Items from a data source
■ ■ ■ ■ ■ ■ ■

//! Tracking table bookkeeping
//!
//! The tracking table holds one row per applied migration. A row's presence is
//! the only thing that marks a migration as applied; rows are read back in
//! insertion order, which is the order migrations were applied in.

use crate::database::core::{quote_ident, DatabaseHandle};
use crate::error::{MigrationError, Result};
use crate::migration::MigrationId;
use chrono::{SecondsFormat, Utc};
use rusqlite::types::Value;
use serde::{Deserialize, Serialize};

/// Default tracking table name
pub const DEFAULT_TRACKING_TABLE: &str = "__stepwise_migrations";

/// Columns the tracking table must carry
const REQUIRED_COLUMNS: [&str; 3] = ["identity", "name", "applied_at"];

/// A persisted row of the tracking table
#[derive(Debug, Clone, PartialEq, Eq, Serialize, Deserialize)]
#[cfg_attr(feature = "display", derive(tabled::Tabled))]
pub struct MigrationRecord {
    pub identity: MigrationId,
    pub name: String,
    pub applied_at: String,
}

/// Accessor for the tracking table of one database
pub struct TrackingTable<'a> {
    handle: &'a dyn DatabaseHandle,
    table: &'a str,
}

impl<'a> TrackingTable<'a> {
    pub fn new(handle: &'a dyn DatabaseHandle, table: &'a str) -> Self {
        Self { handle, table }
    }

    pub fn name(&self) -> &str {
        self.table
    }

    /// Create the table if it doesn't exist, then verify its layout
    pub fn ensure(&self) -> Result<()> {
        let sql = format!(
            "CREATE TABLE IF NOT EXISTS {} (
                identity INTEGER NOT NULL UNIQUE,
                name TEXT NOT NULL DEFAULT '',
                applied_at TEXT NOT NULL
            )",
            quote_ident(self.table)
        );
        self.handle.execute(&sql)?;
        self.verify()
    }

    /// Check that every expected column is present
    pub fn verify(&self) -> Result<()> {
        let columns = self
            .handle
            .column_names(self.table)
            .map_err(|e| self.corrupt(format!("unable to read layout: {}", e)))?;

        if columns.is_empty() {
            return Err(self.corrupt("table does not exist".to_string()));
        }

        for required in REQUIRED_COLUMNS {
            if !columns.iter().any(|c| c == required) {
                return Err(self.corrupt(format!("missing column '{}'", required)));
            }
        }
        Ok(())
    }

    /// Whether the table has been created yet
    pub fn exists(&self) -> Result<bool> {
        Ok(self.handle.table_exists(self.table)?)
    }

    /// All records, in the order they were applied
    pub fn records(&self) -> Result<Vec<MigrationRecord>> {
        let sql = format!(
            "SELECT identity, name, applied_at FROM {} ORDER BY rowid",
            quote_ident(self.table)
        );
        let rows = self
            .handle
            .query_rows(&sql, &[])
            .map_err(|e| self.corrupt(format!("unable to read records: {}", e)))?;

        rows.into_iter().map(|row| self.parse_row(row)).collect()
    }

    /// Insert a record for `identity`, stamped with the current time
    ///
    /// A uniqueness failure surfaces as `OrderingViolation`.
    pub fn insert(&self, identity: MigrationId, name: &str) -> Result<MigrationRecord> {
        let applied_at = Utc::now().to_rfc3339_opts(SecondsFormat::Micros, true);
        let sql = format!(
            "INSERT INTO {} (identity, name, applied_at) VALUES (?1, ?2, ?3)",
            quote_ident(self.table)
        );
        let raw = stored_identity(identity)?;

        match self
            .handle
            .execute_with_params(&sql, &[&raw, &name, &applied_at])
        {
            Ok(_) => Ok(MigrationRecord {
                identity,
                name: name.to_string(),
                applied_at,
            }),
            Err(rusqlite::Error::SqliteFailure(err, _))
                if err.code == rusqlite::ErrorCode::ConstraintViolation =>
            {
                Err(MigrationError::OrderingViolation { identity })
            }
            Err(e) => Err(e.into()),
        }
    }

    /// Remove the record for `identity`, returning whether one existed
    pub fn remove(&self, identity: MigrationId) -> Result<bool> {
        let sql = format!("DELETE FROM {} WHERE identity = ?1", quote_ident(self.table));
        let raw = stored_identity(identity)?;
        let changed = self.handle.execute_with_params(&sql, &[&raw])?;
        Ok(changed > 0)
    }

    fn parse_row(&self, row: Vec<Value>) -> Result<MigrationRecord> {
        let mut values = row.into_iter();
        let identity = match values.next() {
            Some(Value::Integer(v)) if v >= 0 => MigrationId::new(v as u64),
            other => {
                return Err(self.corrupt(format!("invalid identity value {:?}", other)));
            }
        };
        let name = match values.next() {
            Some(Value::Text(v)) => v,
            Some(Value::Null) | None => String::new(),
            other => {
                return Err(self.corrupt(format!(
                    "invalid name for migration {}: {:?}",
                    identity, other
                )));
            }
        };
        let applied_at = match values.next() {
            Some(Value::Text(v)) => v,
            other => {
                return Err(self.corrupt(format!(
                    "invalid applied_at for migration {}: {:?}",
                    identity, other
                )));
            }
        };

        Ok(MigrationRecord {
            identity,
            name,
            applied_at,
        })
    }

    fn corrupt(&self, reason: String) -> MigrationError {
        MigrationError::TrackingTableCorrupt {
            table: self.table.to_string(),
            reason,
        }
    }
}

fn stored_identity(identity: MigrationId) -> Result<i64> {
    identity
        .as_i64()
        .ok_or(MigrationError::IdentityOutOfRange { identity })
}

#[cfg(test)]
mod tests {
    use super::*;
    use crate::database::core::DatabaseConn;

    #[test]
    fn test_ensure_creates_table() {
        let db = DatabaseConn::open_in_memory().unwrap();
        let tracking = TrackingTable::new(&db, DEFAULT_TRACKING_TABLE);

        assert!(!tracking.exists().unwrap());
        tracking.ensure().unwrap();
        assert!(tracking.exists().unwrap());

        // idempotent
        tracking.ensure().unwrap();
        assert!(tracking.records().unwrap().is_empty());
    }

    #[test]
    fn test_insert_and_records_order() {
        let db = DatabaseConn::open_in_memory().unwrap();
        let tracking = TrackingTable::new(&db, DEFAULT_TRACKING_TABLE);
        tracking.ensure().unwrap();

        tracking.insert(MigrationId::new(20), "second").unwrap();
        tracking.insert(MigrationId::new(3), "first").unwrap();

        let ids: Vec<u64> = tracking
            .records()
            .unwrap()
            .iter()
            .map(|r| r.identity.value())
            .collect();
        assert_eq!(ids, vec![20, 3]);
    }

    #[test]
    fn test_duplicate_insert_is_ordering_violation() {
        let db = DatabaseConn::open_in_memory().unwrap();
        let tracking = TrackingTable::new(&db, DEFAULT_TRACKING_TABLE);
        tracking.ensure().unwrap();

        tracking.insert(MigrationId::new(1), "one").unwrap();
        let err = tracking.insert(MigrationId::new(1), "again").unwrap_err();
        assert!(matches!(
            err,
            MigrationError::OrderingViolation { identity } if identity == MigrationId::new(1)
        ));
    }

    #[test]
    fn test_remove() {
        let db = DatabaseConn::open_in_memory().unwrap();
        let tracking = TrackingTable::new(&db, DEFAULT_TRACKING_TABLE);
        tracking.ensure().unwrap();

        tracking.insert(MigrationId::new(1), "one").unwrap();
        assert!(tracking.remove(MigrationId::new(1)).unwrap());
        assert!(!tracking.remove(MigrationId::new(1)).unwrap());
        assert!(tracking.records().unwrap().is_empty());
    }

    #[test]
    fn test_missing_column_is_corrupt() {
        let db = DatabaseConn::open_in_memory().unwrap();
        db.execute("CREATE TABLE custom_tracking (version INTEGER, applied_at TEXT)")
            .unwrap();

        let tracking = TrackingTable::new(&db, "custom_tracking");
        let err = tracking.ensure().unwrap_err();
        match err {
            MigrationError::TrackingTableCorrupt { table, reason } => {
                assert_eq!(table, "custom_tracking");
                assert!(reason.contains("identity"));
            }
            other => panic!("unexpected error: {:?}", other),
        }
    }

    #[test]
    fn test_unreadable_row_is_corrupt() {
        let db = DatabaseConn::open_in_memory().unwrap();
        let tracking = TrackingTable::new(&db, DEFAULT_TRACKING_TABLE);
        tracking.ensure().unwrap();
        db.execute(
            "INSERT INTO __stepwise_migrations (identity, name, applied_at) VALUES ('abc', 'x', 'now')",
        )
        .unwrap();

        assert!(matches!(
            tracking.records().unwrap_err(),
            MigrationError::TrackingTableCorrupt { .. }
        ));
    }

    #[test]
    fn test_identity_bounds() {
        let db = DatabaseConn::open_in_memory().unwrap();
        let tracking = TrackingTable::new(&db, DEFAULT_TRACKING_TABLE);
        tracking.ensure().unwrap();

        tracking.insert(MigrationId::MAX, "last").unwrap();
        assert_eq!(tracking.records().unwrap()[0].identity, MigrationId::MAX);
        assert!(tracking.remove(MigrationId::MAX).unwrap());

        let too_big = MigrationId::new(u64::MAX);
        assert!(matches!(
            tracking.insert(too_big, "big").unwrap_err(),
            MigrationError::IdentityOutOfRange { .. }
        ));
        assert!(tracking.records().unwrap().is_empty());
    }
}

■ ■ ■ ■ ■ ■ ■

PROBLEM DESCRIPTION: Search the records for the string "DatabaseHandle" and report each line that has it.

RESPONSE AREA:
use crate::database::core::{quote_ident, DatabaseHandle};
    handle: &'a dyn DatabaseHandle,
    pub fn new(handle: &'a dyn DatabaseHandle, table: &'a str) -> Self {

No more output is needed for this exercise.